- [What to do]:
Bring together all lines from the listing below that contain the string "returned".
=-=-=-=-=
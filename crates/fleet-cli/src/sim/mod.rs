//! Simulation helpers shared by the demo binary.

pub mod fleet;
pub mod flight;
pub mod scenarios;
pub mod simulation;
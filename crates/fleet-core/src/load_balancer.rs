//! Fleet workload distribution.
//!
//! Keeps the registered agent set and the orders not yet flown, and spreads
//! those orders across agents with a selectable algorithm. Rebalancing is
//! rate-limited: a call inside the configured interval is a no-op.

use std::collections::BTreeMap;
use std::sync::Arc;

use chrono::{DateTime, Duration, Utc};
use serde::{Deserialize, Serialize};

use crate::authority::Authority;
use crate::clock::Clock;
use crate::error::{NotFoundError, Result, ValidationError};
use crate::events::{EventSink, FleetEvent};
use crate::models::{AgentSnapshot, GeoPoint, PriorityTier};
use crate::rules::SafetyRules;
use crate::spatial::distance_between;

#[derive(Debug, Clone, Copy, PartialEq, Eq, Hash, Serialize, Deserialize)]
pub enum BalancingAlgorithm {
    #[serde(rename = "round_robin")]
    RoundRobin,
    #[serde(rename = "capacity_based")]
    CapacityBased,
    #[serde(rename = "distance_based")]
    DistanceBased,
    /// Weighted blend of proximity, spare capacity and battery
    #[serde(rename = "ai_optimized")]
    AIOptimized,
}

impl BalancingAlgorithm {
    pub fn as_str(&self) -> &'static str {
        match self {
            BalancingAlgorithm::RoundRobin => "round_robin",
            BalancingAlgorithm::CapacityBased => "capacity_based",
            BalancingAlgorithm::DistanceBased => "distance_based",
            BalancingAlgorithm::AIOptimized => "ai_optimized",
        }
    }

    /// Accepts the snake_case names, case-insensitively.
    pub fn parse(name: &str) -> Option<Self> {
        match name.trim().to_ascii_lowercase().as_str() {
            "round_robin" | "roundrobin" => Some(BalancingAlgorithm::RoundRobin),
            "capacity_based" | "capacity" => Some(BalancingAlgorithm::CapacityBased),
            "distance_based" | "distance" => Some(BalancingAlgorithm::DistanceBased),
            "ai_optimized" | "ai" => Some(BalancingAlgorithm::AIOptimized),
            _ => None,
        }
    }
}

/// An order waiting for an agent, supplied by the logistics layer.
#[derive(Debug, Clone, PartialEq, Serialize, Deserialize)]
pub struct PendingOrder {
    pub order_id: String,
    pub pickup: GeoPoint,
    pub payload_kg: f64,
    pub priority: PriorityTier,
}

#[derive(Debug, Clone, Serialize, Deserialize)]
pub struct LoadBalancerConfig {
    pub algorithm: BalancingAlgorithm,
    pub rebalance_interval_secs: i64,
    pub max_orders_per_agent: usize,
}

impl Default for LoadBalancerConfig {
    fn default() -> Self {
        Self {
            algorithm: BalancingAlgorithm::AIOptimized,
            rebalance_interval_secs: 300,
            max_orders_per_agent: 4,
        }
    }
}

/// Snapshot of the balancer for reporting.
#[derive(Debug, Clone, PartialEq, Serialize, Deserialize)]
pub struct LoadBalancerState {
    pub registered_agents: Vec<String>,
    pub algorithm: BalancingAlgorithm,
    pub last_rebalance: Option<DateTime<Utc>>,
    pub pending_orders: usize,
    pub assigned_orders: usize,
    /// 0-100
    pub efficiency_score: f64,
    pub rebalance_count: u64,
}

#[derive(Debug, Clone, PartialEq, Serialize, Deserialize)]
#[serde(tag = "outcome", rename_all = "snake_case")]
pub enum RebalanceOutcome {
    Skipped {
        next_eligible_at: DateTime<Utc>,
    },
    Rebalanced {
        assigned: usize,
        pending: usize,
        efficiency_score: f64,
    },
}

pub struct LoadBalancer {
    config: LoadBalancerConfig,
    rules: SafetyRules,
    agents: BTreeMap<String, AgentSnapshot>,
    pending: Vec<PendingOrder>,
    assignments: BTreeMap<String, Vec<PendingOrder>>,
    last_rebalance: Option<DateTime<Utc>>,
    efficiency_score: f64,
    rebalance_count: u64,
    round_robin_cursor: usize,
    events: Arc<dyn EventSink>,
}

impl LoadBalancer {
    pub fn new(config: LoadBalancerConfig, events: Arc<dyn EventSink>) -> Self {
        Self {
            config,
            rules: SafetyRules::default(),
            agents: BTreeMap::new(),
            pending: Vec::new(),
            assignments: BTreeMap::new(),
            last_rebalance: None,
            efficiency_score: 100.0,
            rebalance_count: 0,
            round_robin_cursor: 0,
            events,
        }
    }

    pub fn algorithm(&self) -> BalancingAlgorithm {
        self.config.algorithm
    }

    pub fn set_algorithm(&mut self, authority: &Authority, algorithm: BalancingAlgorithm) -> Result<()> {
        authority.require_fleet_control("change balancing algorithm")?;
        tracing::info!(
            "Balancing algorithm {} -> {} (by {})",
            self.config.algorithm.as_str(),
            algorithm.as_str(),
            authority.caller_id
        );
        self.config.algorithm = algorithm;
        Ok(())
    }

    pub fn add_drone_to_load_balancer(&mut self, authority: &Authority, agent: AgentSnapshot) -> Result<()> {
        authority.require_fleet_control("add drone to load balancer")?;
        if self.agents.contains_key(&agent.id) {
            return Err(ValidationError::DuplicateAgent { agent_id: agent.id }.into());
        }
        tracing::info!("Registered {} with load balancer", agent.id);
        self.agents.insert(agent.id.clone(), agent);
        Ok(())
    }

    /// Unregister an agent. Its assigned orders go back to pending; their ids
    /// are returned.
    pub fn remove_drone_from_load_balancer(&mut self, authority: &Authority, agent_id: &str) -> Result<Vec<String>> {
        authority.require_fleet_control("remove drone from load balancer")?;
        if self.agents.remove(agent_id).is_none() {
            return Err(NotFoundError::Agent(agent_id.to_string()).into());
        }
        let orphaned = self.assignments.remove(agent_id).unwrap_or_default();
        let ids: Vec<String> = orphaned.iter().map(|order| order.order_id.clone()).collect();
        self.pending.extend(orphaned);
        tracing::info!("Removed {} from load balancer ({} order(s) returned)", agent_id, ids.len());
        Ok(ids)
    }

    /// Refresh the snapshot of a registered agent.
    pub fn update_agent(&mut self, agent: AgentSnapshot) -> Result<()> {
        let slot = self
            .agents
            .get_mut(&agent.id)
            .ok_or_else(|| NotFoundError::Agent(agent.id.clone()))?;
        *slot = agent;
        Ok(())
    }

    pub fn enqueue_order(&mut self, order: PendingOrder) {
        tracing::debug!("Queued order {} ({:.1}kg)", order.order_id, order.payload_kg);
        self.pending.push(order);
    }

    /// Drop a delivered order. Returns false if it was not assigned.
    pub fn complete_order(&mut self, order_id: &str) -> bool {
        for orders in self.assignments.values_mut() {
            if let Some(idx) = orders.iter().position(|order| order.order_id == order_id) {
                orders.remove(idx);
                return true;
            }
        }
        false
    }

    pub fn assignments_for(&self, agent_id: &str) -> &[PendingOrder] {
        self.assignments.get(agent_id).map(Vec::as_slice).unwrap_or(&[])
    }

    pub fn pending_orders(&self) -> &[PendingOrder] {
        &self.pending
    }

    pub fn agent(&self, agent_id: &str) -> Option<&AgentSnapshot> {
        self.agents.get(agent_id)
    }

    /// Registered agents in id order.
    pub fn agents(&self) -> Vec<AgentSnapshot> {
        self.agents.values().cloned().collect()
    }

    /// Redistribute every order not yet delivered across eligible agents.
    pub fn optimize_workload_distribution(&mut self, clock: &dyn Clock) -> RebalanceOutcome {
        let now = clock.now();
        let interval = Duration::seconds(self.config.rebalance_interval_secs.max(0));
        if let Some(last) = self.last_rebalance {
            if now - last < interval {
                let next_eligible_at = last + interval;
                tracing::debug!("Rebalance skipped; next eligible at {}", next_eligible_at);
                return RebalanceOutcome::Skipped { next_eligible_at };
            }
        }

        let mut orders: Vec<PendingOrder> = std::mem::take(&mut self.pending);
        for assigned in std::mem::take(&mut self.assignments).into_values() {
            orders.extend(assigned);
        }
        // Highest priority first, then by id for a stable result
        orders.sort_by(|a, b| b.priority.cmp(&a.priority).then_with(|| a.order_id.cmp(&b.order_id)));

        let eligible: Vec<AgentSnapshot> = self
            .agents
            .values()
            .filter(|agent| self.rules.battery_ok(agent.battery_percent))
            .cloned()
            .collect();

        let mut loads: BTreeMap<String, Vec<PendingOrder>> = eligible
            .iter()
            .map(|agent| (agent.id.clone(), Vec::new()))
            .collect();
        let mut unassigned = Vec::new();
        let total = orders.len();

        for order in orders {
            match self.pick_agent(&eligible, &loads, &order) {
                Some(agent_id) => loads.entry(agent_id).or_default().push(order),
                None => unassigned.push(order),
            }
        }

        let assigned = total - unassigned.len();
        let efficiency_score = efficiency(total, assigned, &loads);

        loads.retain(|_, orders| !orders.is_empty());
        self.assignments = loads;
        self.pending = unassigned;
        self.last_rebalance = Some(now);
        self.efficiency_score = efficiency_score;
        self.rebalance_count += 1;

        tracing::info!(
            "Rebalanced {} order(s) across {} agent(s) with {}: {} assigned, {} pending, efficiency {:.1}",
            total,
            eligible.len(),
            self.config.algorithm.as_str(),
            assigned,
            self.pending.len(),
            efficiency_score
        );
        self.events.emit(FleetEvent::WorkloadRebalanced {
            algorithm: self.config.algorithm,
            assigned_orders: assigned,
            pending_orders: self.pending.len(),
            efficiency_score,
        });

        RebalanceOutcome::Rebalanced {
            assigned,
            pending: self.pending.len(),
            efficiency_score,
        }
    }

    fn pick_agent(
        &mut self,
        eligible: &[AgentSnapshot],
        loads: &BTreeMap<String, Vec<PendingOrder>>,
        order: &PendingOrder,
    ) -> Option<String> {
        let max_orders = self.config.max_orders_per_agent.max(1);
        let load_of = |agent: &AgentSnapshot| loads.get(&agent.id).map(Vec::len).unwrap_or(0);
        let can_take =
            |agent: &AgentSnapshot| agent.payload_capacity_kg >= order.payload_kg && load_of(agent) < max_orders;

        let chosen = match self.config.algorithm {
            BalancingAlgorithm::RoundRobin => {
                let count = eligible.len();
                let found = (0..count)
                    .map(|step| (self.round_robin_cursor + step) % count)
                    .find(|idx| can_take(&eligible[*idx]));
                if let Some(idx) = found {
                    self.round_robin_cursor = idx + 1;
                }
                found.map(|idx| &eligible[idx])
            }
            BalancingAlgorithm::CapacityBased => eligible
                .iter()
                .filter(|agent| can_take(agent))
                .min_by(|a, b| {
                    load_of(a)
                        .cmp(&load_of(b))
                        .then_with(|| b.payload_capacity_kg.total_cmp(&a.payload_capacity_kg))
                }),
            BalancingAlgorithm::DistanceBased => eligible
                .iter()
                .filter(|agent| can_take(agent))
                .min_by(|a, b| pickup_distance(a, order).total_cmp(&pickup_distance(b, order))),
            BalancingAlgorithm::AIOptimized => eligible
                .iter()
                .filter(|agent| can_take(agent))
                .max_by(|a, b| {
                    blended_score(a, order, load_of(a), max_orders)
                        .total_cmp(&blended_score(b, order, load_of(b), max_orders))
                        // max_by keeps the last maximum; prefer the lower id on ties
                        .then_with(|| b.id.cmp(&a.id))
                }),
        };
        chosen.map(|agent| agent.id.clone())
    }

    pub fn stats(&self) -> LoadBalancerState {
        LoadBalancerState {
            registered_agents: self.agents.keys().cloned().collect(),
            algorithm: self.config.algorithm,
            last_rebalance: self.last_rebalance,
            pending_orders: self.pending.len(),
            assigned_orders: self.assignments.values().map(Vec::len).sum(),
            efficiency_score: self.efficiency_score,
            rebalance_count: self.rebalance_count,
        }
    }
}

/// Unparseable positions sort last.
fn pickup_distance(agent: &AgentSnapshot, order: &PendingOrder) -> f64 {
    agent
        .position_point()
        .map(|position| distance_between(position, order.pickup))
        .unwrap_or(f64::INFINITY)
}

fn blended_score(agent: &AgentSnapshot, order: &PendingOrder, load: usize, max_orders: usize) -> f64 {
    let proximity = 1.0 / (1.0 + pickup_distance(agent, order) / 1000.0);
    let spare = 1.0 - load as f64 / max_orders as f64;
    let battery = f64::from(agent.battery_percent.min(100)) / 100.0;
    0.4 * proximity + 0.35 * spare + 0.25 * battery
}

/// Share of orders assigned times evenness of the per-agent load.
fn efficiency(total: usize, assigned: usize, loads: &BTreeMap<String, Vec<PendingOrder>>) -> f64 {
    if total == 0 {
        return 100.0;
    }
    if loads.is_empty() {
        return 0.0;
    }
    let counts: Vec<usize> = loads.values().map(Vec::len).collect();
    let max = counts.iter().copied().max().unwrap_or(0);
    let min = counts.iter().copied().min().unwrap_or(0);
    let evenness = if max == 0 {
        1.0
    } else {
        1.0 - (max - min) as f64 / max as f64
    };
    // One order more on some agents is as even as the split allows
    let evenness = if max - min <= 1 { 1.0 } else { evenness };

    (assigned as f64 / total as f64 * evenness * 100.0).clamp(0.0, 100.0)
}
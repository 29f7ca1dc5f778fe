//! Periodic throughput summary.

use std::sync::Arc;
use std::time::{Duration, Instant};

use crossbeam_channel::{select, tick, Receiver};

use super::CancelToken;
use crate::pipeline::Console;
use crate::worker::WorkerStats;

/// A snapshot of run throughput.
#[derive(Debug, Clone, Copy, PartialEq)]
pub struct Progress {
    pub attempts: u64,
    pub matches: u64,
    pub elapsed: Duration,
    /// Attempts per second since the run started
    pub rate: f64,
}

impl Progress {
    pub fn measure(stats: &WorkerStats, elapsed: Duration) -> Self {
        let attempts = stats.total_attempts();
        let secs = elapsed.as_secs_f64();
        Self {
            attempts,
            matches: stats.total_matches(),
            elapsed,
            rate: if secs > 0.0 { attempts as f64 / secs } else { 0.0 },
        }
    }
}

/// Emits a [`Progress`] line on a fixed interval until cancelled or stopped.
pub struct ProgressReporter {
    stats: Arc<WorkerStats>,
    console: Arc<dyn Console>,
    cancel: CancelToken,
    interval: Duration,
    start: Instant,
}

impl ProgressReporter {
    pub fn new(
        stats: Arc<WorkerStats>,
        console: Arc<dyn Console>,
        cancel: CancelToken,
        interval: Duration,
        start: Instant,
    ) -> Self {
        Self {
            stats,
            console,
            cancel,
            interval,
            start,
        }
    }

    /// Runs until the cancel token fires or `stop` disconnects.
    ///
    /// Returns the number of reports emitted.
    pub fn run(self, stop: Receiver<()>) -> u64 {
        let ticker = tick(self.interval);
        let mut reports = 0;

        loop {
            select! {
                recv(self.cancel.done()) -> _ => break,
                recv(stop) -> _ => break,
                recv(ticker) -> _ => {
                    let progress = Progress::measure(&self.stats, self.start.elapsed());
                    self.console.progress(&progress);
                    reports += 1;
                }
            }
        }

        reports
    }
}

/// Formats a duration as `42s`, `3m05s` or `1h02m03s`.
pub fn human_duration(d: Duration) -> String {
    let secs = d.as_secs();
    let (h, m, s) = (secs / 3600, secs / 60 % 60, secs % 60);
    if h > 0 {
        format!("{}h{:02}m{:02}s", h, m, s)
    } else if m > 0 {
        format!("{}m{:02}s", m, s)
    } else {
        format!("{}s", s)
    }
}

/// Formats a count with K/M/B suffixes.
pub fn format_number(n: u64) -> String {
    if n >= 1_000_000_000 {
        format!("{:.2}B", n as f64 / 1_000_000_000.0)
    } else if n >= 1_000_000 {
        format!("{:.2}M", n as f64 / 1_000_000.0)
    } else if n >= 1_000 {
        format!("{:.2}K", n as f64 / 1_000.0)
    } else {
        n.to_string()
    }
}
=-=-=-=-=
- [Result of this exercise]:
    /// are returned.
        tracing::info!("Removed {} from load balancer ({} order(s) returned)", agent_id, ids.len());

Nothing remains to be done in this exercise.